Reproduce all lines of the listing below in which the word "hook" occurs.

▸ Supplied information
============================================================

//! The scaffolding pipeline
//!
//! [`ProjectScaffolder::run`] walks the [`Stage`]s in order. When the
//! transition into a stage fails, that stage's [`Cleanup`] hook decides what
//! is undone: nothing before the filesystem is touched, the whole project
//! tree while only directories and templates exist, and nothing once the
//! environment is being built.

pub mod plan;
pub mod report;
pub mod stage;

pub use plan::{ProjectPlan, ProjectRequest};
pub use report::ScaffoldReport;
pub use stage::{Cleanup, Stage};

use crate::config::Config;
use crate::environment::{EnvironmentBackend, EnvironmentProvisioner, InstallResult};
use crate::error::{ConfigError, ScaffoldError};
use crate::manifests::{write_manifest_toml, write_requirements};
use crate::observer::{NoObserver, ScaffoldObserver};
use crate::templates::{
    copy_templates, write_file, RenderContext, TemplateLayout, TemplateResolver,
    MANIFEST_TOML_TEMPLATE, REQUIREMENTS_TEMPLATE,
};
use std::path::{Path, PathBuf};
use tokio::fs;

/// Drives one project from request to finished tree.
pub struct ProjectScaffolder<'a, B> {
    config: &'a Config,
    resolver: TemplateResolver,
    provisioner: EnvironmentProvisioner<B>,
    observer: &'a dyn ScaffoldObserver,
}

/// Side effects of the current run that a cleanup hook may undo
#[derive(Debug, Default)]
struct RunState {
    /// Project root created by this run
    created_root: Option<PathBuf>,
}

impl<'a, B: EnvironmentBackend> ProjectScaffolder<'a, B> {
    pub fn new(config: &'a Config, provisioner: EnvironmentProvisioner<B>) -> Self {
        Self {
            config,
            resolver: TemplateResolver::from_config(config),
            provisioner,
            observer: &NoObserver,
        }
    }

    /// Use a specific resolver instead of the configured templates dir
    pub fn with_resolver(mut self, resolver: TemplateResolver) -> Self {
        self.resolver = resolver;
        self
    }

    pub fn with_observer(mut self, observer: &'a dyn ScaffoldObserver) -> Self {
        self.observer = observer;
        self
    }

    /// Run the whole pipeline.
    ///
    /// Install failures are part of the returned report. Any error names the
    /// stage it came from, and that stage's cleanup has already run.
    pub async fn run(&self, request: &ProjectRequest) -> Result<ScaffoldReport, ScaffoldError> {
        let mut state = RunState::default();
        match self.drive(request, &mut state).await {
            Ok(report) => Ok(report),
            Err(err) => {
                let stage = err.stage();
                match &err {
                    ScaffoldError::Unexpected { source, .. } => {
                        log::error!("Failed while {}: {:?}", stage, source)
                    }
                    other => log::error!("Failed while {}: {}", stage, other),
                }
                self.cleanup(stage, &state).await;
                Err(err)
            }
        }
    }

    async fn drive(
        &self,
        request: &ProjectRequest,
        state: &mut RunState,
    ) -> Result<ScaffoldReport, ScaffoldError> {
        self.observer.stage_started(Stage::ConfigValidated);
        let (plan, layout) = self.validate(request)?;
        self.observer.stage_finished(Stage::ConfigValidated);

        self.observer.stage_started(Stage::DirsCreated);
        self.create_dirs(&plan, &layout, state).await?;
        self.observer.stage_finished(Stage::DirsCreated);

        self.observer.stage_started(Stage::TemplatesCopied);
        let files = self.render_templates(&plan, &layout).await?;
        self.observer.stage_finished(Stage::TemplatesCopied);

        self.observer.stage_started(Stage::EnvCreated);
        self.provisioner.create_environment(&plan).await?;
        self.observer.stage_finished(Stage::EnvCreated);

        self.observer.stage_started(Stage::PackagesInstalled);
        let results = self
            .provisioner
            .install_all(&plan, &request.packages, self.observer)
            .await;
        self.observer.stage_finished(Stage::PackagesInstalled);

        self.observer.stage_started(Stage::ManifestsWritten);
        let manifests = self.write_manifests(&plan, &layout, &results).await?;
        self.observer.stage_finished(Stage::ManifestsWritten);

        self.observer.stage_finished(Stage::Done);
        Ok(ScaffoldReport {
            plan,
            files,
            results,
            manifests,
        })
    }

    /// `init -> config_validated`: no filesystem side effects
    fn validate(
        &self,
        request: &ProjectRequest,
    ) -> Result<(ProjectPlan, TemplateLayout), ScaffoldError> {
        self.config.validate()?;
        let plan = ProjectPlan::new(
            &request.name,
            request.parent_dir.clone(),
            self.config.venv_in_project,
        )?;
        if !plan.parent_dir().is_dir() {
            return Err(ConfigError::MissingParentDir(plan.parent_dir().to_path_buf()).into());
        }
        let layout = self.resolver.load_layout()?;
        log::debug!(
            "Planned {} at {} (environment {})",
            plan.name(),
            plan.root_path().display(),
            plan.env_path().display()
        );
        Ok((plan, layout))
    }

    /// `config_validated -> dirs_created`
    async fn create_dirs(
        &self,
        plan: &ProjectPlan,
        layout: &TemplateLayout,
        state: &mut RunState,
    ) -> Result<(), ScaffoldError> {
        let root = plan.root_path();
        if fs::try_exists(root)
            .await
            .map_err(|e| ScaffoldError::unexpected(Stage::DirsCreated, e))?
        {
            return Err(ScaffoldError::DirectoryExists(root.to_path_buf()));
        }

        fs::create_dir(root)
            .await
            .map_err(|e| ScaffoldError::unexpected(Stage::DirsCreated, e))?;
        state.created_root = Some(root.to_path_buf());

        for dir in layout.directories_for(plan.name()) {
            fs::create_dir_all(root.join(&dir))
                .await
                .map_err(|e| ScaffoldError::unexpected(Stage::DirsCreated, e))?;
        }
        Ok(())
    }

    /// `dirs_created -> templates_copied`
    async fn render_templates(
        &self,
        plan: &ProjectPlan,
        layout: &TemplateLayout,
    ) -> Result<Vec<PathBuf>, ScaffoldError> {
        let templates = self.resolver.plan(layout, self.config, plan.name())?;
        let ctx = RenderContext::new(plan.name());
        Ok(copy_templates(&self.resolver, &templates, plan.root_path(), &ctx).await?)
    }

    /// `packages_installed -> manifests_written`
    ///
    /// Also re-renders the entry point with imports for what installed.
    async fn write_manifests(
        &self,
        plan: &ProjectPlan,
        layout: &TemplateLayout,
        results: &[InstallResult],
    ) -> Result<Vec<PathBuf>, ScaffoldError> {
        let unexpected = |e: std::io::Error| ScaffoldError::unexpected(Stage::ManifestsWritten, e);
        let mut written = Vec::new();

        let requirements = self.destination(plan, layout, REQUIREMENTS_TEMPLATE);
        let existing = read_or_empty(&requirements).await.map_err(unexpected)?;
        fs::write(&requirements, write_requirements(results, &existing))
            .await
            .map_err(unexpected)?;
        written.push(requirements);

        if layout.is_enabled(MANIFEST_TOML_TEMPLATE, self.config) {
            let manifest = self.destination(plan, layout, MANIFEST_TOML_TEMPLATE);
            let existing = read_or_empty(&manifest).await.map_err(unexpected)?;
            let merged = write_manifest_toml(results, &existing)?;
            if merged != existing {
                fs::write(&manifest, merged).await.map_err(unexpected)?;
            }
            written.push(manifest);
        }

        let modules: Vec<String> = results
            .iter()
            .filter(|r| r.is_success())
            .map(|r| r.spec().module_name())
            .collect();
        if !modules.is_empty() {
            let entry_point = self.destination(plan, layout, &layout.entry_point);
            let ctx = RenderContext::new(plan.name()).with_imports(modules);
            let content = self
                .resolver
                .resolve(&layout.entry_point)
                .and_then(|source| self.resolver.render(&source, &ctx))
                .map_err(|e| ScaffoldError::unexpected(Stage::ManifestsWritten, e))?;
            write_file(&entry_point, &content)
                .await
                .map_err(|e| ScaffoldError::unexpected(Stage::ManifestsWritten, e))?;
        }

        Ok(written)
    }

    fn destination(&self, plan: &ProjectPlan, layout: &TemplateLayout, name: &str) -> PathBuf {
        let relative = layout
            .destination_of(name, plan.name())
            .unwrap_or_else(|| PathBuf::from(name));
        plan.root_path().join(relative)
    }

    /// Run the cleanup hook for a failed transition into `stage`
    async fn cleanup(&self, stage: Stage, state: &RunState) {
        match stage.failure_cleanup() {
            Cleanup::Nothing => {}
            Cleanup::RemoveProjectTree => {
                if let Some(root) = &state.created_root {
                    remove_project_tree(root).await;
                }
            }
            Cleanup::KeepFiles => {
                if let Some(root) = &state.created_root {
                    log::info!("Leaving {} in place for manual recovery", root.display());
                }
            }
        }
    }
}

async fn remove_project_tree(root: &Path) {
    match fs::remove_dir_all(root).await {
        Ok(()) => log::info!("Rolled back {}", root.display()),
        Err(e) => log::warn!("Could not remove {}: {}", root.display(), e),
    }
}

async fn read_or_empty(path: &Path) -> std::io::Result<String> {
    match fs::read_to_string(path).await {
        Ok(content) => Ok(content),
        Err(e) if e.kind() == std::io::ErrorKind::NotFound => Ok(String::new()),
        Err(e) => Err(e),
    }
}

============================================================

▸ Exercise solution
//! transition into a stage fails, that stage's [`Cleanup`] hook decides what
/// Side effects of the current run that a cleanup hook may undo
    /// Run the cleanup hook for a failed transition into `stage`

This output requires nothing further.